* BRIEF:
Of the lines in the data below, write out exactly those from the one holding "impl ResponseError for" through the one holding "(status = 201, description", both included.

* DATASET EXCERPTS:
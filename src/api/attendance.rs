use crate::attendance::resolver::{AttendanceResolver, RejectReason};
use actix_web::{HttpResponse, Responder, ResponseError, http::StatusCode, web};
use serde::Deserialize;
use serde_json::json;
use tracing::{error, info};
use utoipa::ToSchema;

#[derive(Deserialize, ToSchema)]
pub struct ScanRequest {
    #[schema(example = "3")]
    pub fingerprint: String,
}

impl ResponseError for RejectReason {
    fn status_code(&self) -> StatusCode {
        match self {
            RejectReason::SubjectNotFound => StatusCode::NOT_FOUND,
            RejectReason::SubjectNotEligible => StatusCode::FORBIDDEN,
            RejectReason::AlreadyCheckedOutToday | RejectReason::ConcurrentScan => {
                StatusCode::CONFLICT
            }
            RejectReason::StoreUnavailable(_) => StatusCode::SERVICE_UNAVAILABLE,
        }
    }

    fn error_response(&self) -> HttpResponse {
        let message = match self {
            RejectReason::SubjectNotFound => "User tidak ditemukan",
            RejectReason::SubjectNotEligible => "User bukan mahasiswa",
            RejectReason::AlreadyCheckedOutToday => "Anda sudah checkout hari ini",
            RejectReason::ConcurrentScan => "Scan bersamaan terdeteksi, silakan scan ulang",
            RejectReason::StoreUnavailable(e) => {
                error!(error = %e, "Attendance store unavailable");
                "Layanan absensi tidak tersedia"
            }
        };

        HttpResponse::build(self.status_code()).json(json!({ "message": message }))
    }
}

/// Record a fingerprint scan
///
/// The direction is decided from the student's latest event: first scan of
/// the day checks in, the second checks out, a third is refused.
#[utoipa::path(
    post,
    path = "/api/esp/attendances",
    request_body = ScanRequest,
    responses(
        (status = 201, description = "Attendance recorded", body = Object, example = json!({
            "message": "Absensi berhasil dibuat",
            "data": {
                "id": 42,
                "subject_id": "2201010001",
                "direction": "check_in",
                "occurred_at": "2026-10-19T01:05:00Z"
            }
        })),
        (status = 400, description = "Fingerprint missing"),
        (status = 403, description = "Not a student", body = Object, example = json!({
            "message": "User bukan mahasiswa"
        })),
        (status = 404, description = "Unknown fingerprint or no NIM", body = Object, example = json!({
            "message": "User tidak ditemukan"
        })),
        (status = 409, description = "Already checked out today, or a concurrent scan won", body = Object, example = json!({
            "message": "Anda sudah checkout hari ini"
        })),
        (status = 429, description = "Too many requests"),
        (status = 503, description = "Attendance store unavailable")
    ),
    tag = "Attendance"
)]
pub async fn scan(
    resolver: web::Data<AttendanceResolver>,
    payload: web::Json<ScanRequest>,
) -> Result<impl Responder, RejectReason> {
    let fingerprint = payload.fingerprint.trim();
    if fingerprint.is_empty() {
        return Ok(HttpResponse::BadRequest().json(json!({
            "message": "fingerprint is required"
        })));
    }

    let event = resolver.submit_scan(fingerprint).await?;
    info!(event_id = event.id, direction = %event.direction, "Scan accepted");

    Ok(HttpResponse::Created().json(json!({
        "message": "Absensi berhasil dibuat",
        "data": event
    })))
}
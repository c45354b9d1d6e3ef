use argon2::{
    password_hash::{rand_core::OsRng, PasswordHash, PasswordHasher, PasswordVerifier, SaltString},
    Argon2,
};

pub fn hash_password(password: &str) -> Result<String, argon2::password_hash::Error> {
    let argon2 = Argon2::default();
    let salt = SaltString::generate(&mut OsRng);

    Ok(argon2.hash_password(password.as_bytes(), &salt)?.to_string())
}

/// Fails both on a wrong password and on a stored hash that is not a PHC string.
pub fn verify_password(password: &str, hashed: &str) -> Result<(), argon2::password_hash::Error> {
    let argon2 = Argon2::default();
    let parsed = PasswordHash::new(hashed)?;

    argon2.verify_password(password.as_bytes(), &parsed)
}
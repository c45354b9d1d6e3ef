#[derive(Debug, Copy, Clone, Eq, PartialEq)]
pub enum Role {
    Admin,
    Dosen,
    Mahasiswa,
}

impl Role {
    /// Admin wins over lecturer when both flags are set.
    pub fn from_flags(is_admin: bool, is_dosen: bool) -> Self {
        match (is_admin, is_dosen) {
            (true, _) => Role::Admin,
            (false, true) => Role::Dosen,
            (false, false) => Role::Mahasiswa,
        }
    }

    /// Attendance is only tracked for students
    pub fn tracks_attendance(&self) -> bool {
        *self == Role::Mahasiswa
    }
}

#[cfg(test)]
mod tests {
    use super::*;

    #[test]
    fn admin_flag_takes_precedence() {
        assert_eq!(Role::from_flags(true, true), Role::Admin);
        assert_eq!(Role::from_flags(false, true), Role::Dosen);
        assert_eq!(Role::from_flags(false, false), Role::Mahasiswa);
    }

    #[test]
    fn only_students_track_attendance() {
        assert!(Role::Mahasiswa.tracks_attendance());
        assert!(!Role::Admin.tracks_attendance());
        assert!(!Role::Dosen.tracks_attendance());
    }
}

* RESULT OF THIS EXERCISE:
impl ResponseError for RejectReason {
    fn status_code(&self) -> StatusCode {
        match self {
            RejectReason::SubjectNotFound => StatusCode::NOT_FOUND,
            RejectReason::SubjectNotEligible => StatusCode::FORBIDDEN,
            RejectReason::AlreadyCheckedOutToday | RejectReason::ConcurrentScan => {
                StatusCode::CONFLICT
            }
            RejectReason::StoreUnavailable(_) => StatusCode::SERVICE_UNAVAILABLE,
        }
    }

    fn error_response(&self) -> HttpResponse {
        let message = match self {
            RejectReason::SubjectNotFound => "User tidak ditemukan",
            RejectReason::SubjectNotEligible => "User bukan mahasiswa",
            RejectReason::AlreadyCheckedOutToday => "Anda sudah checkout hari ini",
            RejectReason::ConcurrentScan => "Scan bersamaan terdeteksi, silakan scan ulang",
            RejectReason::StoreUnavailable(e) => {
                error!(error = %e, "Attendance store unavailable");
                "Layanan absensi tidak tersedia"
            }
        };

        HttpResponse::build(self.status_code()).json(json!({ "message": message }))
    }
}

/// Record a fingerprint scan
///
/// The direction is decided from the student's latest event: first scan of
/// the day checks in, the second checks out, a third is refused.
#[utoipa::path(
    post,
    path = "/api/esp/attendances",
    request_body = ScanRequest,
    responses(
        (status = 201, description = "Attendance recorded", body = Object, example = json!({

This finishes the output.